Requirement: After repeating the line containing "and team conversations.", stop; until then, repeat each line of the listing below exactly, starting with the first.

Data extracts:

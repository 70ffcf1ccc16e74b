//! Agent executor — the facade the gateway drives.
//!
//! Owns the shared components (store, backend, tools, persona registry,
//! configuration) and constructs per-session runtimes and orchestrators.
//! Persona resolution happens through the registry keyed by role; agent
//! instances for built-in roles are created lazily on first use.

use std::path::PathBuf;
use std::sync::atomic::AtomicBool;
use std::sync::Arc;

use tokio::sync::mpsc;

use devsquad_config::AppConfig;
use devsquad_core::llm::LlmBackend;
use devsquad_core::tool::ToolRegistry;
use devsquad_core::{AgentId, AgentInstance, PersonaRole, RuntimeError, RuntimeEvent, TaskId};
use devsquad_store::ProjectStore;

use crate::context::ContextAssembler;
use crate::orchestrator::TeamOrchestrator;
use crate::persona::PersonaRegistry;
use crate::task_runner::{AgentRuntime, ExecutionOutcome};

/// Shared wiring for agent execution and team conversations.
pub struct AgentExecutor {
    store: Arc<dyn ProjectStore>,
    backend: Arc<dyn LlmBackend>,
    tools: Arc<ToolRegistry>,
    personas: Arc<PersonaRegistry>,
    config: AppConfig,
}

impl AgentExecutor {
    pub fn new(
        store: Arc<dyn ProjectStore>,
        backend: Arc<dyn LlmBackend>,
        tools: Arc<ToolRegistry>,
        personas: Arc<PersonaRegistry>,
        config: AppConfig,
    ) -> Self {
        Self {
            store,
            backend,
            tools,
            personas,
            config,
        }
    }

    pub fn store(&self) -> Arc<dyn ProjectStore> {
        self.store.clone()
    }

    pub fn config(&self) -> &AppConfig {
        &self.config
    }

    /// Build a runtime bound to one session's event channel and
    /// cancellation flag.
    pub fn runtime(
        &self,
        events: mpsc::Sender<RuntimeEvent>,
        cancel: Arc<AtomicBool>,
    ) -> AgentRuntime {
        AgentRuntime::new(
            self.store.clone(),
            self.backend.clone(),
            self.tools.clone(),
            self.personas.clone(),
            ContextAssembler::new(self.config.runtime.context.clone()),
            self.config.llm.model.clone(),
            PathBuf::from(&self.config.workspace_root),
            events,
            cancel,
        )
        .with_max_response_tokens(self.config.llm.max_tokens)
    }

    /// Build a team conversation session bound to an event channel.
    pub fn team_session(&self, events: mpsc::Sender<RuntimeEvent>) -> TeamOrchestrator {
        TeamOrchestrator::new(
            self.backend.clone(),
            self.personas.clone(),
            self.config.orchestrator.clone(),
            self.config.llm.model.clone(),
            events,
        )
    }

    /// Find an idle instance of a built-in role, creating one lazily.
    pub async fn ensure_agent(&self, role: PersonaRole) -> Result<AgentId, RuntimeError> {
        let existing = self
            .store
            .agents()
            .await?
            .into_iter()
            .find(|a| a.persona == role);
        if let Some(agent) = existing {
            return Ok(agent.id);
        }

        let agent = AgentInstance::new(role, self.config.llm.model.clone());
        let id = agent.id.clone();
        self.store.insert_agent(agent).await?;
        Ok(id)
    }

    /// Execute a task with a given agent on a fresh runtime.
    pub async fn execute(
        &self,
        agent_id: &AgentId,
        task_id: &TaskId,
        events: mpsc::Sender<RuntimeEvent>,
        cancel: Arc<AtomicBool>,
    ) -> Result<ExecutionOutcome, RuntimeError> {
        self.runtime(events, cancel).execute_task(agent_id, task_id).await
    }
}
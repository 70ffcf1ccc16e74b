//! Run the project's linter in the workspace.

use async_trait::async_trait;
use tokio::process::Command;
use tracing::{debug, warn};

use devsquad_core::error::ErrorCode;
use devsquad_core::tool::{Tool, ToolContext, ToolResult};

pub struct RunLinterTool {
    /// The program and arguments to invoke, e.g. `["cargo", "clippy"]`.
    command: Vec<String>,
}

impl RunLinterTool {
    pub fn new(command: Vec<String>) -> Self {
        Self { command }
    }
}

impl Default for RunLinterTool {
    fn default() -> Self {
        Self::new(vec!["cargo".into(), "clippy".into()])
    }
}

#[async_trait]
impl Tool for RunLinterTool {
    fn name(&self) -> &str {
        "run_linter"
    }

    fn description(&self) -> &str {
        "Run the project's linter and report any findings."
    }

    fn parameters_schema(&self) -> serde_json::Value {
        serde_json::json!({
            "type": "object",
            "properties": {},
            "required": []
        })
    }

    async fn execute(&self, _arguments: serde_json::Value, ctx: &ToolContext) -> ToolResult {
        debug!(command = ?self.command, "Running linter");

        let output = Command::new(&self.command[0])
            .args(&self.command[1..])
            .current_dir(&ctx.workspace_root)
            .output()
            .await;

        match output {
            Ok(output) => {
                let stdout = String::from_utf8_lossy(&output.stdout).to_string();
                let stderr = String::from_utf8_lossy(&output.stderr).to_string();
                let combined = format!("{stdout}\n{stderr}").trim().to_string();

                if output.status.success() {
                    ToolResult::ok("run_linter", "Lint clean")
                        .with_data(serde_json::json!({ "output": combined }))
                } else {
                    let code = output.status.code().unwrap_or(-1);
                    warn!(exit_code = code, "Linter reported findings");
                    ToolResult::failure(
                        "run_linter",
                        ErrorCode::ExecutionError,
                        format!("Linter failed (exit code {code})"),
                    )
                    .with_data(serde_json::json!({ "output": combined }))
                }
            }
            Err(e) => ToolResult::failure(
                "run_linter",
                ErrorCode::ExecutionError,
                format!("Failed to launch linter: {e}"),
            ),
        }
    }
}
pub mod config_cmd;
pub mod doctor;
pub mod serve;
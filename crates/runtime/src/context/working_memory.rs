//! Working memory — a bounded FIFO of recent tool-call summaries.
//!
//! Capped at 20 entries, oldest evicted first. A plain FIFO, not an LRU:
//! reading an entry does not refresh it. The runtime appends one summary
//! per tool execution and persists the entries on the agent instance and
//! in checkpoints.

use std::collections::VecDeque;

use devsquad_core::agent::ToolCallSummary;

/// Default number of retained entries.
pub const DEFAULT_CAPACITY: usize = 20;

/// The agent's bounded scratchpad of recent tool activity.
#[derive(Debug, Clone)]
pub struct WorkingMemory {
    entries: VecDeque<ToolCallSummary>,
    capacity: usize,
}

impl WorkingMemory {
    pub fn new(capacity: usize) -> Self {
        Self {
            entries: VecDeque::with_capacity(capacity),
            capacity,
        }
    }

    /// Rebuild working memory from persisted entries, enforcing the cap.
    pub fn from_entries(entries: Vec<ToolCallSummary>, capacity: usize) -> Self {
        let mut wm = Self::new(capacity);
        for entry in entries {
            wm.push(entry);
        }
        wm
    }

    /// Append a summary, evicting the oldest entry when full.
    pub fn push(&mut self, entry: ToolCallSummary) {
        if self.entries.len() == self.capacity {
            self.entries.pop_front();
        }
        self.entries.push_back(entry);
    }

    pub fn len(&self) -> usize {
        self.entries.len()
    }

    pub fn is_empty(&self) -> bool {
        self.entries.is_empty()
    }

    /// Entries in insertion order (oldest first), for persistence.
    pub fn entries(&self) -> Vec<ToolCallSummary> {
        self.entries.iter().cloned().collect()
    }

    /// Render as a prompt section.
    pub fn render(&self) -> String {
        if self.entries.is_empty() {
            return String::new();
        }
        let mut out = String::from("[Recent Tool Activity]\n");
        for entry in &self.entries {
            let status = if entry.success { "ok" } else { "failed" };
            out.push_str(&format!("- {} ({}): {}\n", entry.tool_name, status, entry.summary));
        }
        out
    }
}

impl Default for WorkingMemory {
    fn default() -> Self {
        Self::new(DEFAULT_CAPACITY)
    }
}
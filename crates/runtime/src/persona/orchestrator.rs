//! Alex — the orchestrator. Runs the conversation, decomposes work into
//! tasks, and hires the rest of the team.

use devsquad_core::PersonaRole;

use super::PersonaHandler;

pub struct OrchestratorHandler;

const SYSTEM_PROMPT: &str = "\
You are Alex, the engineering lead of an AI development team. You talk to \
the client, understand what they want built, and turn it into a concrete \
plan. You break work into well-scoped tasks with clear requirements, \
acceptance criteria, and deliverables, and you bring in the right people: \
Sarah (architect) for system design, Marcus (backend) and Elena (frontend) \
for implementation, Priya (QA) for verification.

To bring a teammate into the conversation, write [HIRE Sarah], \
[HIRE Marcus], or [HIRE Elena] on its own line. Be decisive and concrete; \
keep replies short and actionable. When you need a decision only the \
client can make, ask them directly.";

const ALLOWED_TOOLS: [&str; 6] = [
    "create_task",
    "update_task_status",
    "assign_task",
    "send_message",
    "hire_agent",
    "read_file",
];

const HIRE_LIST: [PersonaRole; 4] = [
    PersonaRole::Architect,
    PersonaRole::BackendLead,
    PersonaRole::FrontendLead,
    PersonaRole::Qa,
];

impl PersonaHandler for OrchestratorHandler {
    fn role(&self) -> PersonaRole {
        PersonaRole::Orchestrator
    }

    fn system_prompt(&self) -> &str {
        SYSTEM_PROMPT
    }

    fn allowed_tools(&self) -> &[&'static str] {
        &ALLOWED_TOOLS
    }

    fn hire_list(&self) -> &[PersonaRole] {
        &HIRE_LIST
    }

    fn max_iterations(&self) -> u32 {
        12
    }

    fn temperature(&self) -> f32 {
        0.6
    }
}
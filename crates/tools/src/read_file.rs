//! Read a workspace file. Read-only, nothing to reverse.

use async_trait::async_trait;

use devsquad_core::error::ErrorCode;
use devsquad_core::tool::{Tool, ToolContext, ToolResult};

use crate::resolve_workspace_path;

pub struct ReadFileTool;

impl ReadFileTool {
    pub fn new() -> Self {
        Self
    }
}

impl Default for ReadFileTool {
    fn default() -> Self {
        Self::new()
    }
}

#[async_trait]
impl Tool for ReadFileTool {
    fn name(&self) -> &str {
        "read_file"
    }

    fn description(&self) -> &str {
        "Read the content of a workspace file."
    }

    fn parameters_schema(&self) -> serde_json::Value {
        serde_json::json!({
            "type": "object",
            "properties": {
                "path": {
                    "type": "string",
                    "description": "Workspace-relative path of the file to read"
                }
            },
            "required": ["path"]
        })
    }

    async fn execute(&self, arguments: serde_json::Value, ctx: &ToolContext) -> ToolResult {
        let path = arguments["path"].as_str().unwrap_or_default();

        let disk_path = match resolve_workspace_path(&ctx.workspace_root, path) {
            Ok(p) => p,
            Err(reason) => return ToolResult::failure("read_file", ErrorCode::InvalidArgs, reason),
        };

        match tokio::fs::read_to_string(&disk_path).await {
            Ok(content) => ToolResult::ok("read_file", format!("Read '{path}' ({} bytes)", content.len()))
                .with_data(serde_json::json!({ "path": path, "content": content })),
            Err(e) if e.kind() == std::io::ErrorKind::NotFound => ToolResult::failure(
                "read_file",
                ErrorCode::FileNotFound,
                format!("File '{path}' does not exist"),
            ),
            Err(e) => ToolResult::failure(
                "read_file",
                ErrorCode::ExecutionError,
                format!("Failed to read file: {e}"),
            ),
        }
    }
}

Solution to this problem:
repository 70ffcf1ccc16e74b
//! Agent executor — the facade the gateway drives.
//!
//! Owns the shared components (store, backend, tools, persona registry,
//! configuration) and constructs per-session runtimes and orchestrators.
//! Persona resolution happens through the registry keyed by role; agent
//! instances for built-in roles are created lazily on first use.

use std::path::PathBuf;
use std::sync::atomic::AtomicBool;
use std::sync::Arc;

use tokio::sync::mpsc;

use devsquad_config::AppConfig;
use devsquad_core::llm::LlmBackend;
use devsquad_core::tool::ToolRegistry;
use devsquad_core::{AgentId, AgentInstance, PersonaRole, RuntimeError, RuntimeEvent, TaskId};
use devsquad_store::ProjectStore;

use crate::context::ContextAssembler;
use crate::orchestrator::TeamOrchestrator;
use crate::persona::PersonaRegistry;
use crate::task_runner::{AgentRuntime, ExecutionOutcome};

/// Shared wiring for agent execution and team conversations.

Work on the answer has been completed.